━━ Data to process ━━

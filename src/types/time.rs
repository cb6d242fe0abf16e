//! Logical time for the engine.
//!
//! In production the clock is monotonic wall time; in tests it is a manual
//! clock advanced by the test, which makes timeout behavior deterministic.

use core::fmt;
use std::sync::atomic::{AtomicU64, Ordering};
use std::time::Instant;

/// A logical timestamp, nanoseconds since an arbitrary epoch.
#[derive(Clone, Copy, PartialEq, Eq, PartialOrd, Ord, Hash, Default)]
pub struct Time(u64);

impl Time {
    /// The zero instant (epoch).
    pub const ZERO: Self = Self(0);

    /// The maximum representable instant.
    pub const MAX: Self = Self(u64::MAX);

    /// Creates a time from nanoseconds since epoch.
    #[must_use]
    pub const fn from_nanos(nanos: u64) -> Self {
        Self(nanos)
    }

    /// Creates a time from milliseconds since epoch.
    #[must_use]
    pub const fn from_millis(millis: u64) -> Self {
        Self(millis.saturating_mul(1_000_000))
    }

    /// Creates a time from seconds since epoch.
    #[must_use]
    pub const fn from_secs(secs: u64) -> Self {
        Self(secs.saturating_mul(1_000_000_000))
    }

    /// Returns the time as nanoseconds since epoch.
    #[must_use]
    pub const fn as_nanos(self) -> u64 {
        self.0
    }

    /// Adds a duration in nanoseconds, saturating on overflow.
    #[must_use]
    pub const fn saturating_add_nanos(self, nanos: u64) -> Self {
        Self(self.0.saturating_add(nanos))
    }

    /// Returns the duration between two times in nanoseconds.
    ///
    /// Returns 0 if `self` is before `earlier`.
    #[must_use]
    pub const fn duration_since(self, earlier: Self) -> u64 {
        self.0.saturating_sub(earlier.0)
    }
}

impl fmt::Debug for Time {
    fn fmt(&self, f: &mut fmt::Formatter<'_>) -> fmt::Result {
        write!(f, "Time({}ns)", self.0)
    }
}

impl fmt::Display for Time {
    fn fmt(&self, f: &mut fmt::Formatter<'_>) -> fmt::Result {
        if self.0 >= 1_000_000_000 {
            write!(
                f,
                "{}.{:03}s",
                self.0 / 1_000_000_000,
                (self.0 / 1_000_000) % 1000
            )
        } else if self.0 >= 1_000_000 {
            write!(f, "{}ms", self.0 / 1_000_000)
        } else {
            write!(f, "{}ns", self.0)
        }
    }
}

/// A source of logical time for the facade.
pub trait TimeSource: Send + Sync {
    /// Returns the current time.
    fn now(&self) -> Time;
}

/// Monotonic wall-clock time source, anchored at construction.
#[derive(Debug)]
pub struct SystemClock {
    origin: Instant,
}

impl SystemClock {
    /// Creates a clock anchored at the current instant.
    #[must_use]
    pub fn new() -> Self {
        Self {
            origin: Instant::now(),
        }
    }
}

impl Default for SystemClock {
    fn default() -> Self {
        Self::new()
    }
}

impl TimeSource for SystemClock {
    fn now(&self) -> Time {
        // u64 nanoseconds cover ~584 years of uptime.
        Time::from_nanos(self.origin.elapsed().as_nanos() as u64)
    }
}

/// A manually advanced clock for deterministic tests.
#[derive(Debug, Default)]
pub struct ManualClock {
    nanos: AtomicU64,
}

impl ManualClock {
    /// Creates a clock at time zero.
    #[must_use]
    pub fn new() -> Self {
        Self::default()
    }

    /// Advances the clock by `nanos` nanoseconds.
    pub fn advance(&self, nanos: u64) {
        self.nanos.fetch_add(nanos, Ordering::SeqCst);
    }

    /// Sets the clock to an absolute time.
    pub fn set(&self, time: Time) {
        self.nanos.store(time.as_nanos(), Ordering::SeqCst);
    }
}

impl TimeSource for ManualClock {
    fn now(&self) -> Time {
        Time::from_nanos(self.nanos.load(Ordering::SeqCst))
    }
}
//! Core types shared across the engine.
//!
//! - [`id`]: type-safe identifiers for calls, facades, and endpoints
//! - [`time`]: logical time and clock sources

pub mod id;
pub mod time;

pub use id::{CallId, Endpoint, FacadeId};
pub use time::{ManualClock, SystemClock, Time, TimeSource};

━━━

What is expected — A word-for-word transcription of the material is required.

Task solution —
filename src/types/time.rs
repository cb6d242fe0abf16e
//! Logical time for the engine.
//!
//! In production the clock is monotonic wall time; in tests it is a manual
//! clock advanced by the test, which makes timeout behavior deterministic.

use core::fmt;
use std::sync::atomic::{AtomicU64, Ordering};
use std::time::Instant;

/// A logical timestamp, nanoseconds since an arbitrary epoch.
#[derive(Clone, Copy, PartialEq, Eq, PartialOrd, Ord, Hash, Default)]
pub struct Time(u64);

impl Time {
    /// The zero instant (epoch).
    pub const ZERO: Self = Self(0);

    /// The maximum representable instant.
    pub const MAX: Self = Self(u64::MAX);

    /// Creates a time from nanoseconds since epoch.
    #[must_use]
    pub const fn from_nanos(nanos: u64) -> Self {
        Self(nanos)
    }

    /// Creates a time from milliseconds since epoch.
    #[must_use]
    pub const fn from_millis(millis: u64) -> Self {
        Self(millis.saturating_mul(1_000_000))
    }

    /// Creates a time from seconds since epoch.
    #[must_use]
    pub const fn from_secs(secs: u64) -> Self {
        Self(secs.saturating_mul(1_000_000_000))
    }

    /// Returns the time as nanoseconds since epoch.
    #[must_use]
    pub const fn as_nanos(self) -> u64 {
        self.0
    }

    /// Adds a duration in nanoseconds, saturating on overflow.
    #[must_use]
    pub const fn saturating_add_nanos(self, nanos: u64) -> Self {
        Self(self.0.saturating_add(nanos))
    }

    /// Returns the duration between two times in nanoseconds.
    ///
    /// Returns 0 if `self` is before `earlier`.
    #[must_use]
    pub const fn duration_since(self, earlier: Self) -> u64 {
        self.0.saturating_sub(earlier.0)
    }
}

impl fmt::Debug for Time {
    fn fmt(&self, f: &mut fmt::Formatter<'_>) -> fmt::Result {
        write!(f, "Time({}ns)", self.0)
    }
}

impl fmt::Display for Time {
    fn fmt(&self, f: &mut fmt::Formatter<'_>) -> fmt::Result {
        if self.0 >= 1_000_000_000 {
            write!(
                f,
                "{}.{:03}s",
                self.0 / 1_000_000_000,
                (self.0 / 1_000_000) % 1000
            )
        } else if self.0 >= 1_000_000 {
            write!(f, "{}ms", self.0 / 1_000_000)
        } else {
            write!(f, "{}ns", self.0)
        }
    }
}

/// A source of logical time for the facade.
pub trait TimeSource: Send + Sync {
    /// Returns the current time.
    fn now(&self) -> Time;
}

/// Monotonic wall-clock time source, anchored at construction.
#[derive(Debug)]
pub struct SystemClock {
    origin: Instant,
}

impl SystemClock {
    /// Creates a clock anchored at the current instant.
    #[must_use]
    pub fn new() -> Self {
        Self {
            origin: Instant::now(),
        }
    }
}

impl Default for SystemClock {
    fn default() -> Self {
        Self::new()
    }
}

impl TimeSource for SystemClock {
    fn now(&self) -> Time {
        // u64 nanoseconds cover ~584 years of uptime.
        Time::from_nanos(self.origin.elapsed().as_nanos() as u64)
    }
}

/// A manually advanced clock for deterministic tests.
#[derive(Debug, Default)]
pub struct ManualClock {
    nanos: AtomicU64,
}

impl ManualClock {
    /// Creates a clock at time zero.
    #[must_use]
    pub fn new() -> Self {
        Self::default()
    }

    /// Advances the clock by `nanos` nanoseconds.
    pub fn advance(&self, nanos: u64) {
        self.nanos.fetch_add(nanos, Ordering::SeqCst);
    }

    /// Sets the clock to an absolute time.
    pub fn set(&self, time: Time) {
        self.nanos.store(time.as_nanos(), Ordering::SeqCst);
    }
}

impl TimeSource for ManualClock {
    fn now(&self) -> Time {
        Time::from_nanos(self.nanos.load(Ordering::SeqCst))
    }
}
//! Core types shared across the engine.
//!
//! - [`id`]: type-safe identifiers for calls, facades, and endpoints
//! - [`time`]: logical time and clock sources

pub mod id;
pub mod time;

pub use id::{CallId, Endpoint, FacadeId};
pub use time::{ManualClock, SystemClock, Time, TimeSource};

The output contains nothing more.